A 42-year-old male presented with recurrent palpitations for the last 10 years. The 12-lead electrocardiogram was normal, and echocardiography showed no significant structural abnormalities. Holter monitoring and an exercise test revealed intermittent preexcitation, suggesting a left-sided AP (Fig. 1). As the patient was highly symptomatic, EPS and possible radiofrequency catheter ablation (RF ablation) were recommended.

Electrophysiologic study

EPS was performed with a steerable duo-decapolar catheter positioned in the right atrium and inside the coronary sinus (CS), and two quadripolar catheters positioned at the right ventricular apex and the His bundle region. Basic intervals were normal. Dual AV nodal physiology was demonstrated by single atrial extra-stimulation. Anterograde conduction via an AP was not observed. At a driving pacing cycle length (CL) of 600 msec, the effective refractory periods (ERPs) of the fast and slow AV nodal pathways were 430 msec and 320 msec, respectively. During incremental ventricular pacing, 1:1 ventriculoatrial (VA) conduction over the AP in the left free wall occurred at 280 msec. The ERP of retrograde VA conduction over the AP was 250 msec and the ERP of retrograde VA conduction over the AV node was less than 230 msec.

Tachycardia characteristics

Tachycardia with CL varying from 393 to 420 msec was reproducibly induced by single atrial extra-stimulation with AH prolongation (Fig. 2). The AH and HV intervals were 284 msec and 53 msec, respectively. The shortest VA interval of 56 msec was noted in the proximal CS recording.

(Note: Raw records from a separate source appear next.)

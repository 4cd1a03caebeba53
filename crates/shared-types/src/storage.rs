//! # Storage Port
//!
//! Abstract key-value persistence used by every registry component.
//!
//! Each component owns exactly one logical store:
//!
//! | Component        | Logical store                                  |
//! |------------------|------------------------------------------------|
//! | RoleRegistry     | participant address → Participant              |
//! | ProductCatalog   | product id → Product                           |
//! | MilestoneLedger  | product id → ordered list of Milestone         |
//!
//! Production: file-backed and RocksDB stores in `provenance-node`.
//! Testing: `InMemoryKVStore` (below).

use crate::errors::StorageError;
use serde::de::DeserializeOwned;
use serde::Serialize;
use std::collections::HashMap;

/// Abstract interface for key-value database operations.
pub trait KeyValueStore: Send + Sync {
    /// Get a value by key.
    fn get(&self, key: &[u8]) -> Result<Option<Vec<u8>>, StorageError>;

    /// Put a single key-value pair.
    fn put(&mut self, key: &[u8], value: &[u8]) -> Result<(), StorageError>;

    /// Execute an atomic batch write.
    ///
    /// Either ALL operations in the batch are applied, or NONE are.
    fn atomic_batch_write(&mut self, operations: Vec<BatchOperation>)
        -> Result<(), StorageError>;

    /// Check if a key exists.
    fn exists(&self, key: &[u8]) -> Result<bool, StorageError>;

    /// All entries whose key starts with `prefix`, in ascending key order.
    fn prefix_scan(&self, prefix: &[u8]) -> Result<Vec<(Vec<u8>, Vec<u8>)>, StorageError>;
}

impl<T: KeyValueStore + ?Sized> KeyValueStore for Box<T> {
    fn get(&self, key: &[u8]) -> Result<Option<Vec<u8>>, StorageError> {
        (**self).get(key)
    }

    fn put(&mut self, key: &[u8], value: &[u8]) -> Result<(), StorageError> {
        (**self).put(key, value)
    }

    fn atomic_batch_write(
        &mut self,
        operations: Vec<BatchOperation>,
    ) -> Result<(), StorageError> {
        (**self).atomic_batch_write(operations)
    }

    fn exists(&self, key: &[u8]) -> Result<bool, StorageError> {
        (**self).exists(key)
    }

    fn prefix_scan(&self, prefix: &[u8]) -> Result<Vec<(Vec<u8>, Vec<u8>)>, StorageError> {
        (**self).prefix_scan(prefix)
    }
}

/// Batch operation for atomic writes.
///
/// The registry is append-only, so the only operation is `Put`.
#[derive(Debug, Clone, PartialEq, Eq)]
pub enum BatchOperation {
    /// Put a key-value pair.
    Put { key: Vec<u8>, value: Vec<u8> },
}

impl BatchOperation {
    /// Create a Put operation.
    pub fn put(key: impl Into<Vec<u8>>, value: impl Into<Vec<u8>>) -> Self {
        BatchOperation::Put {
            key: key.into(),
            value: value.into(),
        }
    }
}

/// Encodes a record for storage (bincode).
pub fn encode<T: Serialize>(value: &T) -> Result<Vec<u8>, StorageError> {
    bincode::serialize(value).map_err(|e| StorageError::Codec {
        message: e.to_string(),
    })
}

/// Decodes a stored record (bincode).
pub fn decode<T: DeserializeOwned>(bytes: &[u8]) -> Result<T, StorageError> {
    bincode::deserialize(bytes).map_err(|e| StorageError::Codec {
        message: e.to_string(),
    })
}

/// In-memory key-value store.
///
/// Used by unit tests and by nodes configured with the memory backend.
#[derive(Debug, Default, Clone)]
pub struct InMemoryKVStore {
    data: HashMap<Vec<u8>, Vec<u8>>,
}

impl InMemoryKVStore {
    pub fn new() -> Self {
        Self::default()
    }

    /// Number of stored keys.
    pub fn len(&self) -> usize {
        self.data.len()
    }

    pub fn is_empty(&self) -> bool {
        self.data.is_empty()
    }
}

impl KeyValueStore for InMemoryKVStore {
    fn get(&self, key: &[u8]) -> Result<Option<Vec<u8>>, StorageError> {
        Ok(self.data.get(key).cloned())
    }

    fn put(&mut self, key: &[u8], value: &[u8]) -> Result<(), StorageError> {
        self.data.insert(key.to_vec(), value.to_vec());
        Ok(())
    }

    fn atomic_batch_write(
        &mut self,
        operations: Vec<BatchOperation>,
    ) -> Result<(), StorageError> {
        // Inserts cannot fail, so applying in order is all-or-nothing.
        for op in operations {
            match op {
                BatchOperation::Put { key, value } => {
                    self.data.insert(key, value);
                }
            }
        }
        Ok(())
    }

    fn exists(&self, key: &[u8]) -> Result<bool, StorageError> {
        Ok(self.data.contains_key(key))
    }

    fn prefix_scan(&self, prefix: &[u8]) -> Result<Vec<(Vec<u8>, Vec<u8>)>, StorageError> {
        let mut results: Vec<_> = self
            .data
            .iter()
            .filter(|(k, _)| k.starts_with(prefix))
            .map(|(k, v)| (k.clone(), v.clone()))
            .collect();
        results.sort_by(|a, b| a.0.cmp(&b.0));
        Ok(results)
    }
}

The sequence of retrograde atrial activation was eccentric, suggesting atrial fusion. Changing the site of earliest retrograde atrial activation to the distal CS with single premature ventricular pacing during tachycardia at a time of His-bundle refractoriness hindered discrimination of tachycardia (Fig. 3).
With slight prolongation of CLs of the tachycardia, there was transition of tachycardia to the other type of tachycardia with a CL ranging from 479 to 505 msec. The AH interval was 356 msec and the HV interval was 59 msec. Retrograde atrial activation was eccentric and the shortest VA interval was 70 msec in the distal CS recording (Fig. 2).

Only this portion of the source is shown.